++++ Provided information ++++

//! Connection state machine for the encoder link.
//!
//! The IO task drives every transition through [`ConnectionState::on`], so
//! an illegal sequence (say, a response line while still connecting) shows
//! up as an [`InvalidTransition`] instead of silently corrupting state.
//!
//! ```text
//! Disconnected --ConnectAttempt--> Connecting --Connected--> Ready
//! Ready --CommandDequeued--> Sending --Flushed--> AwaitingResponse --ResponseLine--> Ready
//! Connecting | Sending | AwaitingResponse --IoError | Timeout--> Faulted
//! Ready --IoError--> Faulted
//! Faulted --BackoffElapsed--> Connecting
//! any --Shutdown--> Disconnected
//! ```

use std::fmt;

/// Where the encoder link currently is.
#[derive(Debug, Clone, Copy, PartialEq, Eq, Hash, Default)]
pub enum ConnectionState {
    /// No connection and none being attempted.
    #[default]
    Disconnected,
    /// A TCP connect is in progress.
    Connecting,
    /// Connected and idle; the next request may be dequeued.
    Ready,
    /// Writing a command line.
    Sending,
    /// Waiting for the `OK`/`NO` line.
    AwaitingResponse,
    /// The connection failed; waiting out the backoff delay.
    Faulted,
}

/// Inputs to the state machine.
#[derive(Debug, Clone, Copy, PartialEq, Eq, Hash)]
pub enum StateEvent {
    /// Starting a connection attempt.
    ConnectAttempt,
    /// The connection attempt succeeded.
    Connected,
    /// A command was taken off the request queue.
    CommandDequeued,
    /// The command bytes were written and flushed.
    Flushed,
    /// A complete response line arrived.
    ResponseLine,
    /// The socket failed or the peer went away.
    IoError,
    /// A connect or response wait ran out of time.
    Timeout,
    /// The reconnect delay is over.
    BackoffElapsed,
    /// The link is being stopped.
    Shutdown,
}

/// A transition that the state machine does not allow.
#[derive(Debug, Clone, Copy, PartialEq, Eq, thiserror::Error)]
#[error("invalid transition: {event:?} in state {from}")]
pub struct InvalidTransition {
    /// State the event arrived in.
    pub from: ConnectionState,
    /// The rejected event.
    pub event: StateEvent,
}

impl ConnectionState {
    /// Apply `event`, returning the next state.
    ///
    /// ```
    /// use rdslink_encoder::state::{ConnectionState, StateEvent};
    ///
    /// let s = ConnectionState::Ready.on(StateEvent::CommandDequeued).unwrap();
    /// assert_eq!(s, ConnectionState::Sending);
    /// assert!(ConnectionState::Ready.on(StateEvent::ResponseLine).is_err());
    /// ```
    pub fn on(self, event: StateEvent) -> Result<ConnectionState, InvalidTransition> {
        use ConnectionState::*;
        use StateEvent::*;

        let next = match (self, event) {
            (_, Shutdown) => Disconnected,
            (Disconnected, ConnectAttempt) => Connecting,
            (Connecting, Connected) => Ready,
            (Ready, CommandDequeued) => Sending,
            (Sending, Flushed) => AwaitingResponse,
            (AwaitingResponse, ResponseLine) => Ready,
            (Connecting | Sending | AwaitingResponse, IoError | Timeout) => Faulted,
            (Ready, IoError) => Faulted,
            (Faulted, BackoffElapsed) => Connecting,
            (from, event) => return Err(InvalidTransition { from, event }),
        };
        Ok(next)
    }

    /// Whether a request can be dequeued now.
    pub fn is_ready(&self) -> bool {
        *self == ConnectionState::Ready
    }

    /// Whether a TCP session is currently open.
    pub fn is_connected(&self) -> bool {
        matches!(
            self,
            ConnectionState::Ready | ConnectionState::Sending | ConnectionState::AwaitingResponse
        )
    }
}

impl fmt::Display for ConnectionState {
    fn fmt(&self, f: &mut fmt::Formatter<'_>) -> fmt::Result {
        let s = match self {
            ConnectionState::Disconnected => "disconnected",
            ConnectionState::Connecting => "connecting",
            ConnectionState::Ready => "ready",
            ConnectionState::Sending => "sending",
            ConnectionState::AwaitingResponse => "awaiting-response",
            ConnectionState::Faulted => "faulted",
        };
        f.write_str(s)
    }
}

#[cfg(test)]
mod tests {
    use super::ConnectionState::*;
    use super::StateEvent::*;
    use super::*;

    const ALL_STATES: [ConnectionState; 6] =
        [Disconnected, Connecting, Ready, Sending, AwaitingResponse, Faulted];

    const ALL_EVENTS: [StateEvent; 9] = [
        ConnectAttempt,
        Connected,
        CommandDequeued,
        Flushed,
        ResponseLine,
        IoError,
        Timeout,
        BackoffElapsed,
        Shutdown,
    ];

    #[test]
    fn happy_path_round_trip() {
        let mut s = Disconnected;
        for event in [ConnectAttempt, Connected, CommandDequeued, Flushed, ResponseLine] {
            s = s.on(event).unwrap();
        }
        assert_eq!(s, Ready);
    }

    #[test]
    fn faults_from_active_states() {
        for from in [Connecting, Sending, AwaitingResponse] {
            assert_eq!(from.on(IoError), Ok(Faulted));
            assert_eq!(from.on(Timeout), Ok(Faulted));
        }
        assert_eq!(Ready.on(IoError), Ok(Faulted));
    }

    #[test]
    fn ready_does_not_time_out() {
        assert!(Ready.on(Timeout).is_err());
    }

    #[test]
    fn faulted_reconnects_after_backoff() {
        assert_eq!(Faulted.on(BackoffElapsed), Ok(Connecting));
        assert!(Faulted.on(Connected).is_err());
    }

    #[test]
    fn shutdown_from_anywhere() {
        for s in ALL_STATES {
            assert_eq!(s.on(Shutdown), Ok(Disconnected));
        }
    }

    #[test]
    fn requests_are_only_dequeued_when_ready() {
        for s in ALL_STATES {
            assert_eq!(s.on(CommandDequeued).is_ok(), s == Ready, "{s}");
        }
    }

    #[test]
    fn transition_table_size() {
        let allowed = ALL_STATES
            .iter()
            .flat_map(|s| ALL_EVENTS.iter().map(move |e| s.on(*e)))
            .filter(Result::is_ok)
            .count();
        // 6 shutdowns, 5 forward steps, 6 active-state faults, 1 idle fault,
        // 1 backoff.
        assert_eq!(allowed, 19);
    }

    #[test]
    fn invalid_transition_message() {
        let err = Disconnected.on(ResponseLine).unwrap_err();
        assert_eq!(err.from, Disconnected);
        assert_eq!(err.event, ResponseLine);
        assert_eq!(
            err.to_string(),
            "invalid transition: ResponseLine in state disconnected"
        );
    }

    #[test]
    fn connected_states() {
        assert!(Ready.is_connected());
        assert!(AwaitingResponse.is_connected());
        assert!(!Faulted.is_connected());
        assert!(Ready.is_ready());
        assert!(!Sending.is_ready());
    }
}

++++

What is required: Return the lines above precisely as they appear, beginning at the first line and ending at the line with "pub enum ConnectionState", and nothing after it.

Completed task:
//! Connection state machine for the encoder link.
//!
//! The IO task drives every transition through [`ConnectionState::on`], so
//! an illegal sequence (say, a response line while still connecting) shows
//! up as an [`InvalidTransition`] instead of silently corrupting state.
//!
//! ```text
//! Disconnected --ConnectAttempt--> Connecting --Connected--> Ready
//! Ready --CommandDequeued--> Sending --Flushed--> AwaitingResponse --ResponseLine--> Ready
//! Connecting | Sending | AwaitingResponse --IoError | Timeout--> Faulted
//! Ready --IoError--> Faulted
//! Faulted --BackoffElapsed--> Connecting
//! any --Shutdown--> Disconnected
//! ```

use std::fmt;

/// Where the encoder link currently is.
#[derive(Debug, Clone, Copy, PartialEq, Eq, Hash, Default)]
pub enum ConnectionState {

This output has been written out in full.